The only thing I really remember from the biopic, Ray, is a scene in which Ray Charles is reprimanded for taking the music of the church and debasing it. For some reason, that criticism stuck with me, and I've never been able to outright reject it. At the same time, I think there's something to be said for treating all our secular concerns with the holy reverence that some would reserve for religious concerns.

The history of recorded secular music is a lovingly detailed catalog of the very depths of human emotion, and maybe that's something some would rather run to a higher power to save them from, but I'll never stop appreciating those that showed the world how to look in the mirror with eyes as wide as possible and love ourselves in each and every state to the same degree others would love god.

Four Tops - Still Water (Love) [1970]


It's hard to think of higher praise for song than this: this song was a chief inspiration for the sound of Marvin Gaye's What's Going On album. That sort of hypnotic soul that seems like it could go on forever, it's all here ... I mean ... what else is there to say?

Oh, I know, that this is one of the very few writing/producing collaborations between two of Motown's finest, Smokey Robinson and Frank Wilson, and while I'm sure this version is as good as it gets, I'd still love to hear some long lost demo with a Smokey vocal on it. Loop it up and let it play.

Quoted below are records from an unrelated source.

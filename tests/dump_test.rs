use maxi_core::api::{dump, dump_objects, parse};
use maxi_core::ast::Mode;
use maxi_core::error::{ErrorCode, LoadError};
use maxi_core::DumpOptions;
use serde_json::json;

fn sorted_lines(text: &str) -> Vec<&str> {
    let mut lines: Vec<&str> = text.lines().collect();
    lines.sort_unstable();
    lines
}

#[test]
fn test_dump_objects_user_example() {
    let options = DumpOptions::new()
        .with_alias("U")
        .with_schema("U:User(id:int|name|email=unknown)");
    let out = dump_objects(&json!([{"id": 1, "name": "Julie"}]), &options).unwrap();
    assert_eq!(out, "U:User(id:int|name|email=unknown)\n###\nU(1|Julie)");
}

#[test]
fn test_dump_objects_alias_map_input() {
    let options = DumpOptions::new()
        .with_schema("U:User(id:int|name)\nT:Tag(id:int|label)")
        .include_types(false);
    let data = json!({
        "U": [{"id": 1, "name": "a"}],
        "T": {"id": 9, "label": "x"},
    });
    let out = dump_objects(&data, &options).unwrap();
    assert_eq!(sorted_lines(&out), vec!["T(9|x)", "U(1|a)"]);
}

#[test]
fn test_reference_promotion() {
    let schema = "A:Author(id:int|name)\nB:Book(id:int|title|author:A|coauthors:A[])";
    let options = DumpOptions::new()
        .with_alias("B")
        .with_schema(schema)
        .include_types(false);
    let data = json!([
        {
            "id": 10,
            "title": "Dune",
            "author": {"id": 1, "name": "Frank"},
            "coauthors": [{"id": 2, "name": "Brian"}, {"name": "Ghost"}],
        }
    ]);
    let out = dump_objects(&data, &options).unwrap();
    assert_eq!(
        sorted_lines(&out),
        vec!["A(1|Frank)", "A(2|Brian)", "B(10|Dune|1|[2,(|Ghost)])"]
    );

    // The promoted output parses back into the same data.
    let reparsed = parse(&format!("{schema}\n###\n{out}"), "books.maxi").unwrap();
    assert_eq!(reparsed.records.len(), 3);
}

#[test]
fn test_dump_objects_with_imported_schema() {
    let loader = |_: &str| -> Result<String, LoadError> { Ok("U:User(id:int|name)".to_string()) };
    let options = DumpOptions::new()
        .with_alias("U")
        .with_import("users.maxi")
        .with_loader(&loader)
        .with_mode(Mode::Strict);
    let out = dump_objects(&json!({"id": 1, "name": "x"}), &options).unwrap();
    assert_eq!(out, "@mode:strict\n@schema:users.maxi\n\n###\nU(1|x)");
}

#[test]
fn test_dump_objects_import_without_loader() {
    let options = DumpOptions::new().with_alias("U").with_import("users.maxi");
    let err = dump_objects(&json!([]), &options).unwrap_err();
    assert_eq!(err.code(), ErrorCode::MissingLoader);
}

#[test]
fn test_dump_objects_invalid_input() {
    let options = DumpOptions::new().with_alias("U").with_schema("U(id)");
    let err = dump_objects(&json!("nope"), &options).unwrap_err();
    assert_eq!(err.code(), ErrorCode::InvalidInput);
}

#[test]
fn test_dump_parse_result_keeps_imports_as_directives() {
    let loader = |_: &str| -> Result<String, LoadError> { Ok("B:Base(id:int)".to_string()) };
    let options = maxi_core::ParseOptions::new().with_loader(&loader);
    let result =
        maxi_core::parse_with("@schema:base.maxi\nU<B>(name)\n###\nU(1|a)", &options).unwrap();
    assert_eq!(dump(&result), "@schema:base.maxi\n\nU<B>(name)\n###\nU(1|a)");
}

#[test]
fn test_dump_records_only() {
    let result = parse("X(1|two)", "test.maxi").unwrap();
    assert_eq!(dump(&result), "X(1|two)");
}

#[test]
fn test_round_trip_with_special_strings() {
    let source = r#"S(id:int|text|list:str[]|m:map<str,str>)
###
S(1|"a, b"|["x:y","(p)"]|{"k 1":"v|w",k2:plain})
S(2|"~"|["\"q\""]|{})
S(3|"tab\there"|[""]|~)"#;
    let first = parse(source, "test.maxi").unwrap();
    let second = parse(&dump(&first), "dumped.maxi").unwrap();
    let values = |r: &maxi_core::ParseResult| r.records.iter().map(|x| x.values.clone()).collect::<Vec<_>>();
    assert_eq!(values(&first), values(&second));
}

#[test]
fn test_map_of_types_renders_as_map() {
    let schema = "C:Company(name|size:int)\nU:User(id:int|offices:map<str,C>)";
    let options = DumpOptions::new()
        .with_alias("U")
        .with_schema(schema)
        .include_types(false)
        .promote_references(false);
    let data = json!({"id": 1, "offices": {"paris": {"name": "Acme", "size": 3}}});
    let out = dump_objects(&data, &options).unwrap();
    assert_eq!(out, "U(1|{paris:(Acme|3)})");

    let reparsed = parse(&format!("{schema}\n###\n{out}"), "offices.maxi").unwrap();
    let offices = &reparsed.records[0].values[1];
    assert_eq!(
        offices.get("paris").and_then(|c| c.get("size")),
        Some(&maxi_core::Value::Int(3))
    );
}

#[test]
fn test_identified_map_values_are_promoted() {
    let schema = "C:Company(id:int|name)\nU:User(id:int|offices:map<str,C>)";
    let options = DumpOptions::new()
        .with_alias("U")
        .with_schema(schema)
        .include_types(false);
    let data = json!({
        "id": 1,
        "offices": {"paris": {"id": 7, "name": "Acme"}, "rome": {"name": "Tiny"}},
    });
    let out = dump_objects(&data, &options).unwrap();
    assert_eq!(out, "U(1|{paris:7,rome:(|Tiny)})\nC(7|Acme)");
}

Ry Cooder - I Like Your Eyes [1989]


I'm getting the feeling that there maybe a whole world of great movie score "love themes" that I'm only beginning to discover. Have I seen this movie? No. Will I? Probably not. But I did see Paris, Texas  and that certainly opened me up to the electric guitar ambience of Ry Cooder, and that was enough to go exploring.

"I Like Your Eyes" was recorded for Johnny Handsome, a Mickey Rourke vehicle about a criminal born with a severe facial deformity who ends up in a jail where I guess they give plastic surgery to people. This piece, though, does just fine without all the context I'm sure the film adds to its splendor.